=== PROBLEM TO SOLVE ===
For each line below that contains the word "crate", return that line.

=== INPUT MATERIAL ===
+++
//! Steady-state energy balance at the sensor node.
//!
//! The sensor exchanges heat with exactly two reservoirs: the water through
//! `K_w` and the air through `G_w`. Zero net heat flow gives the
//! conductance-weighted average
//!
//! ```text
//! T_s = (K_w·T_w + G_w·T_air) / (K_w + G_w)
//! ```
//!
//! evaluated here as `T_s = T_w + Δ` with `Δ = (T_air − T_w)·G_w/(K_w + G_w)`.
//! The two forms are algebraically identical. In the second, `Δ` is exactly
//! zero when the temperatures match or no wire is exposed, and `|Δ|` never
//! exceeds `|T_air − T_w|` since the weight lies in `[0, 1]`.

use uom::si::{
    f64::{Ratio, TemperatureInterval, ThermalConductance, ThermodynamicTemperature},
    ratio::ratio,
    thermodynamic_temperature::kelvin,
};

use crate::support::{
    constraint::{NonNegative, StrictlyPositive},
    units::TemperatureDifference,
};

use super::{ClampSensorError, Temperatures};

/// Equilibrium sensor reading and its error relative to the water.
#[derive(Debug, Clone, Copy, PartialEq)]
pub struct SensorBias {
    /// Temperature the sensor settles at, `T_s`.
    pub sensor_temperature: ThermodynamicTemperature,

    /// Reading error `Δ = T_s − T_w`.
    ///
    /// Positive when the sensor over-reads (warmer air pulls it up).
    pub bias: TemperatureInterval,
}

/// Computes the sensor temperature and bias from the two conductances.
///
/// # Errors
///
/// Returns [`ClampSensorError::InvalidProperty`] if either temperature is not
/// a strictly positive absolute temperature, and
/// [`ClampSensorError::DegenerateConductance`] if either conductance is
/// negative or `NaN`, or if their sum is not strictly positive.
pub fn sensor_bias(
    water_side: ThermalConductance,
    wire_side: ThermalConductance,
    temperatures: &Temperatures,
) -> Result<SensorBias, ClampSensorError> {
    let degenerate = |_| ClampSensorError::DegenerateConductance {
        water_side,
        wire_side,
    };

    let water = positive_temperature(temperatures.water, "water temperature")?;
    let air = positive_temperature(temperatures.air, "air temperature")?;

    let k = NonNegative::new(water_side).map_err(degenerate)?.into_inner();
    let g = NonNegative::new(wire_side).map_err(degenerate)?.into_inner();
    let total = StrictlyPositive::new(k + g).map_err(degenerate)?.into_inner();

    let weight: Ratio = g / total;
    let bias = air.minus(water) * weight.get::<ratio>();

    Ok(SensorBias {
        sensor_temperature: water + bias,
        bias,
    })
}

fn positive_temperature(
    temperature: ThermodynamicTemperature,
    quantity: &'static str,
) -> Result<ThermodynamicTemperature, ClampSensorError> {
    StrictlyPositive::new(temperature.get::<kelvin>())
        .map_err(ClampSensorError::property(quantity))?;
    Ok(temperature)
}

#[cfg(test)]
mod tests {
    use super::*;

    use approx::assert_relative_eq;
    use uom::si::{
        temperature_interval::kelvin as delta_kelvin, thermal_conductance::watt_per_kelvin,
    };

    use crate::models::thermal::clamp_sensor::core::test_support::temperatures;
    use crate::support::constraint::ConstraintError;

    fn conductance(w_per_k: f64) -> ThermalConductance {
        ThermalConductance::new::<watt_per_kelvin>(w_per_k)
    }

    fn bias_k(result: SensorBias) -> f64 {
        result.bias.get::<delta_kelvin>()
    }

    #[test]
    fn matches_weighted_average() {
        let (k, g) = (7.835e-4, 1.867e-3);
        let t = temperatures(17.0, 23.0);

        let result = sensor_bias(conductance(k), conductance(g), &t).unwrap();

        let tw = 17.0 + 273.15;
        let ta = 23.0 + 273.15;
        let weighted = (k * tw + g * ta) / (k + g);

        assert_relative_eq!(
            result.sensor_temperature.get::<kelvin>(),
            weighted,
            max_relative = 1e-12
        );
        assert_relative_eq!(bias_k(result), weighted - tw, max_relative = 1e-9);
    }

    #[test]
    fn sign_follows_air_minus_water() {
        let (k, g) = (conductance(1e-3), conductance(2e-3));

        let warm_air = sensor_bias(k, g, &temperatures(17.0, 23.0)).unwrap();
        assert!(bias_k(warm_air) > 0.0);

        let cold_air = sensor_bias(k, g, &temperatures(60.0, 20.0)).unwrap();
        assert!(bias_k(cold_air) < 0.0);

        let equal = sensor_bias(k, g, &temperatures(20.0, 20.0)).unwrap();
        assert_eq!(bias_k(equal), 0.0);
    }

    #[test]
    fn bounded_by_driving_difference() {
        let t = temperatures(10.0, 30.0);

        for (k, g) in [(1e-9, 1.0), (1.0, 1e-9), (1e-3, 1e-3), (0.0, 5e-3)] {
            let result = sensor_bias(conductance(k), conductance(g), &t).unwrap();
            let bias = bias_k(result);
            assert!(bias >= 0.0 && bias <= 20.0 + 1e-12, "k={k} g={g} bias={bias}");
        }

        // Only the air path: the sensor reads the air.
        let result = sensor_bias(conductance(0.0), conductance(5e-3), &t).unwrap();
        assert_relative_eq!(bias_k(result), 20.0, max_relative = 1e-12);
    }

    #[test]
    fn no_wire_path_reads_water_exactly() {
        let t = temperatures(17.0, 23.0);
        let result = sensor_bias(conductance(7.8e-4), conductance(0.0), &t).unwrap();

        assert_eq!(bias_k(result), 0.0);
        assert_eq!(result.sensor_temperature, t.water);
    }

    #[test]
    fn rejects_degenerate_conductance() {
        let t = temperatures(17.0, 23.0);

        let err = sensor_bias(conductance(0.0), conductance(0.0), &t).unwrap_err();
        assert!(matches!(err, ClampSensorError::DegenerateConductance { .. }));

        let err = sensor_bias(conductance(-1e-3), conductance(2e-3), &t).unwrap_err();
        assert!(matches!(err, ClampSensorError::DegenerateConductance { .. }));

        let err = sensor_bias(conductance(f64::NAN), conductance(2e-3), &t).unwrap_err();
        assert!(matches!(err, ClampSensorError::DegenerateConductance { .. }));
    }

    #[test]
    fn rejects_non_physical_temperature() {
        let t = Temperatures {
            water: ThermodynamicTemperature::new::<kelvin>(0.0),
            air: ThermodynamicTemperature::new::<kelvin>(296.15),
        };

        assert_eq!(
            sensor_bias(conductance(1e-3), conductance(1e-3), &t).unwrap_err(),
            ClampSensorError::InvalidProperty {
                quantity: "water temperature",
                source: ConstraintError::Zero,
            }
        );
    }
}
+++
=== EXERCISE OUTPUT ===
use crate::support::{
    use crate::models::thermal::clamp_sensor::core::test_support::temperatures;
    use crate::support::constraint::ConstraintError;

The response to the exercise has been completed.